_Task goal_
Please keep to the lines below from the one with "pub async fn delete<T: Record>(&self, path: &str)" through the one with "let body = response", and restate them word for word, ends included.

--- Data to process ---

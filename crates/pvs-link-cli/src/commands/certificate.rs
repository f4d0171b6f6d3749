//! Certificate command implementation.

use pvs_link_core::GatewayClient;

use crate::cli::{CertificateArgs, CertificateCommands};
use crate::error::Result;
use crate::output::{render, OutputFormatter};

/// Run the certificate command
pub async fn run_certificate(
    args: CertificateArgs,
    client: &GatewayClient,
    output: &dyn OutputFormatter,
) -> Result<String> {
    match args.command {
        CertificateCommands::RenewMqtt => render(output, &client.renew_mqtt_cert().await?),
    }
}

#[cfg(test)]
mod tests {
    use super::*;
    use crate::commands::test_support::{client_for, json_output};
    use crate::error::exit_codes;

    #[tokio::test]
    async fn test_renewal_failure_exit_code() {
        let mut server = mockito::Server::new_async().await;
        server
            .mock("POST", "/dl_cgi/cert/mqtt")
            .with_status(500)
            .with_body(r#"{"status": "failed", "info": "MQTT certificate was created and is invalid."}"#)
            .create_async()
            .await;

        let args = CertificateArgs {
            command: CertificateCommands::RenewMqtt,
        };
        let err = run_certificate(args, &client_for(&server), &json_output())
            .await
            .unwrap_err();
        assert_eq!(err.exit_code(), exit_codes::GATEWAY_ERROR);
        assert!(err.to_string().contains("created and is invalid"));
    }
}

---
--- Data to process ---

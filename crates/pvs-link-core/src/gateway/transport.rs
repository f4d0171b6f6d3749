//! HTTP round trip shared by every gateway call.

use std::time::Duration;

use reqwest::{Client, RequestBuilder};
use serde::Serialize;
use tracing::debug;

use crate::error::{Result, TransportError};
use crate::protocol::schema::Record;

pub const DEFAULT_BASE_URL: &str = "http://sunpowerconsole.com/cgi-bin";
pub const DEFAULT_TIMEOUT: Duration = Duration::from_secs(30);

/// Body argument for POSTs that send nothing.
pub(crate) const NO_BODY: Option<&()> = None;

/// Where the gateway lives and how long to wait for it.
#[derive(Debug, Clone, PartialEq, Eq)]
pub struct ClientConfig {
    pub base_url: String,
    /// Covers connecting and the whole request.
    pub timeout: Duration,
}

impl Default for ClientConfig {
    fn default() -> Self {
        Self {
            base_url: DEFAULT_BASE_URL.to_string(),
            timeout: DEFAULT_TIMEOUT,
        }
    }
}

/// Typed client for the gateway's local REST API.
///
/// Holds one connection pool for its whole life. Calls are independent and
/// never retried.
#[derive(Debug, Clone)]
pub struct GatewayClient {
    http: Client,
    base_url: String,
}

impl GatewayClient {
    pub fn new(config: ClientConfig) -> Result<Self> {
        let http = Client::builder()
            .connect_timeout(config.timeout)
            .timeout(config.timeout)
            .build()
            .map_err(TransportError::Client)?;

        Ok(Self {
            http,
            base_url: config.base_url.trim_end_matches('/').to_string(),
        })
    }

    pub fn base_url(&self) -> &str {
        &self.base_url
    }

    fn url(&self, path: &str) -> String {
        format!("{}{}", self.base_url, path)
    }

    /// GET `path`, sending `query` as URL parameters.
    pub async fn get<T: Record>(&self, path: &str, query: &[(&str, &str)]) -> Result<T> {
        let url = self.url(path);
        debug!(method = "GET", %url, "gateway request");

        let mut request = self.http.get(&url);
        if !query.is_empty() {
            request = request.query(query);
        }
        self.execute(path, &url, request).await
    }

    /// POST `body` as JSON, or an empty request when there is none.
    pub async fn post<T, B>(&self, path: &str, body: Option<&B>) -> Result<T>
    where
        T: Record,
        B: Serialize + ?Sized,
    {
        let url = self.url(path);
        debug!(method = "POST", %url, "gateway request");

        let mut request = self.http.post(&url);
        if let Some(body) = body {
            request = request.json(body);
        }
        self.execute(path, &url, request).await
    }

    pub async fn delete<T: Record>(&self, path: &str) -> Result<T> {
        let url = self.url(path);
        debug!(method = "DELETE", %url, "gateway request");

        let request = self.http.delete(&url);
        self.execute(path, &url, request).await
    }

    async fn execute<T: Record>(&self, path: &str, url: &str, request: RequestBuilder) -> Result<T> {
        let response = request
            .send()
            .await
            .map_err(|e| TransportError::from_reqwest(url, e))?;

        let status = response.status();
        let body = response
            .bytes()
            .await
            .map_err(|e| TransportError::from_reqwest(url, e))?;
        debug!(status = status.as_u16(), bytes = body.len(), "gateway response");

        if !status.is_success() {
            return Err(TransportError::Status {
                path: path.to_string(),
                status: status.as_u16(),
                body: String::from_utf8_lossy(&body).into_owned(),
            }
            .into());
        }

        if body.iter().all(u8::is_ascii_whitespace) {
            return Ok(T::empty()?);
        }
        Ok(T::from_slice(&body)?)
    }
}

---

_Task solution_
    pub async fn delete<T: Record>(&self, path: &str) -> Result<T> {
        let url = self.url(path);
        debug!(method = "DELETE", %url, "gateway request");

        let request = self.http.delete(&url);
        self.execute(path, &url, request).await
    }

    async fn execute<T: Record>(&self, path: &str, url: &str, request: RequestBuilder) -> Result<T> {
        let response = request
            .send()
            .await
            .map_err(|e| TransportError::from_reqwest(url, e))?;

        let status = response.status();
        let body = response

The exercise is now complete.